On June 6, 2006 — D-Day, appropriately enough — Biggs Porter addressed the troops. Standing in a crowded meeting room in Dallas, the new CFO of embattled hospital chain Tenet Healthcare Corp. outlined his expectations for the finance department and its employees. Porter spoke of fiduciary responsibility and transparency. He talked about open-door policies, good communication, and challenging the organization. He said a lot about integrity.
No one would have blamed the assembled workers if they had simply tuned him out. After all, the 53-year-old Porter is the fourth finance chief in as many years at Tenet. But during that speech, finance staffers got a glimpse of what makes Porter a good fit at the scandal-plagued company. One, he’s a quick study. Two, he sticks to a plan. And three, he doesn’t back away from a challenge.
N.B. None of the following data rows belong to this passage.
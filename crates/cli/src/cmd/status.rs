//! Show document, daemon and upload status

use crate::locks::{Acquire, LedgerLock, Role};
use crate::util::{self, GlobalArgs};
use anyhow::{Context, Result};
use ledger::{Ledger, LedgerStore};
use owo_colors::OwoColorize;
use qs_core::clock::unix_now_ms;
use qs_core::compose::{format_size, format_utc};
use qs_core::{compose, ChangeSummary, ComposeOptions, Config, FingerprintEngine, Snapshot};
use scheduler::CooldownGate;
use std::path::Path;

pub async fn run(args: &GlobalArgs) -> Result<()> {
    let (config, document, layout) = util::load_document_config(args)?;
    let lock = LedgerLock::try_acquire(&layout, Role::Status)?;

    println!("{}", "quicksave Status".bold());
    println!("━━━━━━━━━━━━━━━━━━━━━━━━━━━━━━━━━━━━━━━━━━━━━━━━━━");
    println!();

    print!("Document:      {}", document.display().to_string().cyan());
    if document.exists() {
        println!();
    } else {
        println!(" {}", "(missing)".red());
    }
    println!("State:         {}", layout.root.display());
    if config.upload.webhook_url.is_empty() {
        println!("Webhook:       {}", "not configured".yellow());
    } else {
        println!(
            "Webhook:       {}",
            pipeline::upload::redact(&config.upload.webhook_url)
        );
    }
    println!("Fingerprint:   {}", config.fingerprint.policy);
    println!();

    print!("Daemon:        ");
    let _lock = match lock {
        Acquire::Acquired(lock) => {
            println!("{}", "Not running".yellow());
            println!("  {}", "Tip: Start with 'qs watch'".dimmed());
            lock
        }
        Acquire::Busy(Some(owner)) if owner.role == Role::Watch => {
            println!("{} (pid {})", "Running ✓".green(), owner.pid);
            println!();
            // sled allows a single process per database
            println!(
                "  {}",
                "The ledger is held by the daemon. Type ':status' in its terminal for live state."
                    .dimmed()
            );
            return Ok(());
        }
        Acquire::Busy(owner) => {
            println!("{}", "Not running".yellow());
            println!();
            let note = match owner {
                Some(owner) => owner.refusal(),
                None => "The ledger is in use by another qs command.".to_string(),
            };
            println!("  {}", note.dimmed());
            return Ok(());
        }
    };
    println!();

    let ledger_dir = layout.ledger();
    if !ledger_dir.exists() {
        println!("{}", "No uploads yet".dimmed());
        return Ok(());
    }

    let store = LedgerStore::open(&ledger_dir, config.ledger.retention_count)
        .context("Failed to open upload ledger")?;
    let ledger = store.load().context("Failed to read upload ledger")?;
    let now_ms = unix_now_ms();

    println!("Uploads:       {} remembered", ledger.len());
    match ledger.last() {
        Some(entry) => {
            println!("Last upload:");
            println!("  Message:     {}", entry.message);
            println!(
                "  Time:        {} ({})",
                util::format_relative_time(entry.timestamp_ms),
                format_utc(entry.timestamp_ms).dimmed()
            );
            println!("  Size:        {}", format_size(entry.outcome.artifact_bytes));
        }
        None => println!("Last upload:   {}", "none".dimmed()),
    }

    let mut gate = CooldownGate::new(config.cooldown());
    if let Some(ts) = store.last_acceptance().context("Failed to read cooldown state")? {
        gate.restore(ts);
    }
    let remaining = gate.remaining(now_ms);
    if remaining.is_zero() {
        println!("Cooldown:      {}", "ready".green());
    } else {
        println!(
            "Cooldown:      {}s remaining",
            (remaining.as_secs_f64().ceil() as u64).to_string().yellow()
        );
    }
    println!();

    if document.exists() {
        print_pending(&config, &document, &ledger, now_ms)?;
    }

    Ok(())
}

/// What `qs send` would upload right now
fn print_pending(config: &Config, document: &Path, ledger: &Ledger, now_ms: u64) -> Result<()> {
    let engine = FingerprintEngine::new(config.fingerprint.policy);
    let snapshot = Snapshot::from_path(0, now_ms, document);
    let fingerprint = engine
        .fingerprint(&snapshot)
        .context("Failed to fingerprint document")?;

    if ledger.is_duplicate(&fingerprint) {
        println!("Changes:       {}", "none since the last upload".dimmed());
        return Ok(());
    }

    let summary = ChangeSummary::between(ledger.last().map(|e| &e.fingerprint), &fingerprint);
    let options = ComposeOptions {
        template: config.message.template.clone(),
    };
    println!("Changes:       {}", "pending".yellow());
    println!("  {}", compose(&summary, None, &options, now_ms));
    Ok(())
}
//! Archive & upload pipeline for quicksave
//!
//! This crate provides:
//! - Job model and terminal outcomes
//! - Archiver collaborators (external 7-Zip, in-process zstd)
//! - Webhook uploader with transient/permanent classification
//! - Exponential backoff retry policy
//! - The pipeline that drives one job from snapshot to ledger entry

pub mod archive;
pub mod job;
pub mod retry;
pub mod runner;
pub mod upload;

// Re-exports
pub use archive::{ArchiveError, ArchiveOptions, Archiver, Artifact, SevenZipArchiver, ZstdArchiver};
pub use job::{Job, JobFailure, JobId, JobOutcome, JobState};
pub use retry::RetryPolicy;
pub use runner::Pipeline;
pub use upload::{Endpoint, UploadOutcome, Uploader, WebhookUploader};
In fact, Porter’s résumé reads like a shooting script for “World’s Toughest Jobs.” He worked for LTV in the early 1990s, when the conglomerate was in the throes of a tempestuous consolidation. In 2000, he joined Dallas-based utility TXU, right around the time the Texas power industry was shuddering through deregulation. And he signed on as controller at Patriot-missile maker Raytheon in 2003, even though the aerospace giant was being investigated by the Securities and Exchange Commission. “I’ve been at companies that were going through significant transitions,” says Porter. “You either like that or you don’t.”
Classifying Tenet’s current situation as a “transition” is a sizable understatement. Once a rising star in the health-care universe, the publicly traded, Texas-based hospital holding company has suffered blunt-force trauma during the past 15 years. Two different scandals have battered the company, and left its corporate brand in tatters.
The first incident involved kickbacks, bribes, and the alleged hiring of bounty hunters to fill hospital beds. It also led to felony convictions, a $379 million settlement with the Department of Justice in 1994, and the ouster of the company’s top executives. The second scandal, which broke in 2002, saw Tenet’s subsequent management team charged with running a secret pricing scheme that excessively boosted the rates the company charged for treating Medicare’s sickest patients, known as outliers. Tenet denied the allegations, but soon after, a raft of senior executives resigned, including then-CEO Jeffrey Barbakow. Although the company and its former executives never admitted guilt in the case, Tenet last year agreed to pay $725 million (plus interest) to the Justice Department over four years to settle the charges.
Changing the corporate mind-set at a company with widely dispersed facilities — and more than 60,000 employees — is tough enough. But the latest ignominy at Tenet has pushed the hospital operator to the brink. Since news of the alleged outlier scheme broke in late 2002, Tenet has been hemorrhaging cash. Last year, the company reported a pretax loss of $1.1 billion on $8.7 billion in revenues. Tenet’s share price has plummeted as well, dropping from more than $50 to $5, and the credit rating on its senior debt has sunk with it (pegged at CCC+ by Standard & Poor’s). The company has shrunk dramatically, and now operates about half the number of medical facilities (56) it did at its zenith. And it has witnessed an exodus of doctors, some of whom say they’ll never work for Tenet again.